Support Services Accessed at University:
Andrew reckons there is a lot of help to be found at the university. First of all what he did when he came to university was to find the Disability Support Unit and the Adaptive Technology Centre.
"The assistance is available, all you have to do is look for it and once they find it, the staff will bend over backwards to assist you", Andrew told me. "No one is going to go looking for you to help, you have to find them".
Some of the things the university assists with are to provide a scribe for Andrew since he cannot take notes by himself. There are people provided for this purpose and are available on request.
Some buildings were inaccessible to Andrew but after he approached the university, they had sliding doors fitted in place of the ordinary doors. Rooms for tutorials are sometimes inaccessible, and he approaches the secretary with a request for a change of rooms and it is done.
In the Adaptive Technology Centre, which is in the library, there is a provision for a sliding table that can accommodate a wheelchair.
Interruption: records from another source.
//! Selection of the relays worth pinging between two endpoints.

use crate::{
    defaults::{
        DEFAULT_NEAR_RELAY_LATENCY_SCALE, DEFAULT_NEAR_RELAY_LATENCY_THRESHOLD_MS,
        DEFAULT_NEAR_RELAY_MAX_DISTANCE_KM,
    },
    geo::{Location, haversine_distance_km, speed_of_light_ms, speed_of_light_time_ms},
    matrix::Topology,
    relay::RelayId,
};
use serde::{Deserialize, Serialize};
use std::{collections::HashSet, net::SocketAddr};

/// A relay admitted by [`NearRelayPolicy::near_relays`]
#[derive(Debug, Clone, Copy, PartialEq, Eq)]
pub struct NearRelay {
    pub id: RelayId,
    pub address: SocketAddr,
}

/// Tuning of the near relay selection
///
/// A relay is admitted when the speed of light round trip through it,
/// scaled by `latency_scale`, stays within `latency_threshold_ms` of the
/// direct latency. Relays are considered closest to the source first,
/// up to `max_distance_km` away, then closest to the destination first
/// with no distance limit.
#[derive(Debug, Clone, Copy, PartialEq, Serialize, Deserialize)]
#[serde(default)]
pub struct NearRelayPolicy {
    pub max_distance_km: i64,
    pub latency_threshold_ms: f32,
    pub latency_scale: f32,
}

impl Default for NearRelayPolicy {
    fn default() -> Self {
        Self {
            max_distance_km: DEFAULT_NEAR_RELAY_MAX_DISTANCE_KM,
            latency_threshold_ms: DEFAULT_NEAR_RELAY_LATENCY_THRESHOLD_MS,
            latency_scale: DEFAULT_NEAR_RELAY_LATENCY_SCALE,
        }
    }
}

struct Candidate {
    id: RelayId,
    address: SocketAddr,
    location: Location,
    distance_km: i64,
}

impl NearRelayPolicy {
    /// Selects up to `max` relays between `source` and `destination`, in
    /// admission order.
    ///
    /// All locations are truncated to whole degrees. A `direct_latency_ms`
    /// of zero or less means the direct latency is unknown, it is then
    /// estimated as twice the speed of light time between both ends.
    ///
    /// ```
    /// # use nextroute_core::{NearRelayPolicy, Relay, RelayId, Topology, geo::Location};
    /// # use nextroute_core::relay::UNSPECIFIED_ADDRESS;
    /// let relay = |id: u64, latitude: f32, longitude: f32| {
    ///     Relay::new(RelayId::new(id), UNSPECIFIED_ADDRESS, "")
    ///         .with_location(latitude, longitude)
    /// };
    /// let topology = Topology::new(vec![
    ///     relay(1, 39.0, -104.0),
    ///     relay(2, 34.0, -118.0),
    ///     relay(3, 37.0, -122.0),
    /// ])
    /// .unwrap();
    ///
    /// let los_angeles = Location::from_degrees(34.05, -118.24).unwrap();
    /// let new_york = Location::from_degrees(40.71, -74.0).unwrap();
    ///
    /// let near = NearRelayPolicy::default().near_relays(&topology, 80.0, los_angeles, new_york, 2);
    /// let ids: Vec<_> = near.iter().map(|relay| relay.id).collect();
    /// assert_eq!(ids, [RelayId::new(2), RelayId::new(3)]);
    /// ```
    pub fn near_relays(
        &self,
        topology: &Topology,
        direct_latency_ms: f32,
        source: Location,
        destination: Location,
        max: usize,
    ) -> Vec<NearRelay> {
        let source = source.truncated();
        let destination = destination.truncated();

        let direct_latency_ms = if direct_latency_ms <= 0.0 {
            speed_of_light_ms(haversine_distance_km(source, destination)) as f32 * 2.0
        } else {
            direct_latency_ms
        };
        let max_latency_ms = direct_latency_ms + self.latency_threshold_ms;

        let mut candidates = Vec::with_capacity(topology.len());
        for relay in topology.relays() {
            match Location::from_degrees(f64::from(relay.latitude), f64::from(relay.longitude)) {
                Ok(location) => candidates.push(Candidate {
                    id: relay.id,
                    address: relay.address,
                    location: location.truncated(),
                    distance_km: 0,
                }),
                Err(error) => {
                    tracing::warn!(relay = %relay.id, %error, "relay skipped from near relay selection");
                }
            }
        }

        let admissible = |candidate: &Candidate| {
            let latency_ms =
                speed_of_light_time_ms(source, candidate.location, destination) as f32;
            self.latency_scale * latency_ms <= max_latency_ms
        };

        let mut selected = Vec::with_capacity(max.min(candidates.len()));
        let mut admitted = HashSet::new();

        sort_by_distance(&mut candidates, source);
        for candidate in &candidates {
            if selected.len() == max || candidate.distance_km > self.max_distance_km {
                break;
            }
            if !admissible(candidate) {
                continue;
            }
            admitted.insert(candidate.id);
            selected.push(NearRelay {
                id: candidate.id,
                address: candidate.address,
            });
        }

        if selected.len() == max {
            return selected;
        }

        sort_by_distance(&mut candidates, destination);
        for candidate in &candidates {
            if selected.len() == max {
                break;
            }
            if admitted.contains(&candidate.id) || !admissible(candidate) {
                continue;
            }
            admitted.insert(candidate.id);
            selected.push(NearRelay {
                id: candidate.id,
                address: candidate.address,
            });
        }

        selected
    }
}

/// stable: relays at the same distance keep their topology order
fn sort_by_distance(candidates: &mut [Candidate], from: Location) {
    for candidate in candidates.iter_mut() {
        candidate.distance_km = haversine_distance_km(from, candidate.location) as i64;
    }
    candidates.sort_by_key(|candidate| candidate.distance_km);
}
For exams, the scribes come along and write the answers for him. But here he faces some difficulty, which he describes with a tolerant smile.
"I think out aloud while doing a calculation and sometimes the scribes write what I am thinking out aloud. You have to distinguish between when you are thinking out aloud and when it is an answer to be written down."
Asked if he ever felt like throwing in the towel, he said, "Feeling discouraged gets to any student at one time or another. When I feel like I want to give up, I take out a couple of videos, buy a block of chocolate, and laze around all day. Treat yourself and relax then get over it".
Just ask for the assistance and the people concerned will work out a way to make it work.
Andrew's reply when I asked him for a word of advice for people with a disability who intend to pursue university studies was, "Be self motivated and do not wait for aid, go find it because if nobody knows that you need help, they won't be able to give it to you."
He also mentioned a few places to find this help that they would require like the Disability Support Unit at the University and the Adaptive Technology Centre in the University's library.
"They are ready to bend over backwards to help you in these places". Andrew said.
He says that you should motivate yourself to get the help you need, to get people to take your notice.
"Although I never had a disability in school and cannot speak from that perspective, I assume things may have been made easier there like school providing help and so forth. Here you have to go looking for it."
"People are not going to come to you and ask you, "Do you want help?". You generally have to go to them. That's the way I do it but then again I am a bit of a control freak so that just may be me. But yeah, if you need help you've got to go and find it," he said.
"Once you find the right people you will find that it opens up all kinds of doors and they will point you to other directions and so forth. I think the best way to get things moving is to go straight to the top. If you need something to be done, it will get done faster."
Andrew is an encouragement to people with a disability. He is a driven, ambitious man who believes in being the best that he can be. He does it all for nobody but himself.
It is very enlightening to meet someone so determined and who believes in himself and his abilities despite his disability. This goes to show that with determination and self-motivation you can go a long way to making a success out of your life. Andrew is a testament to this fact.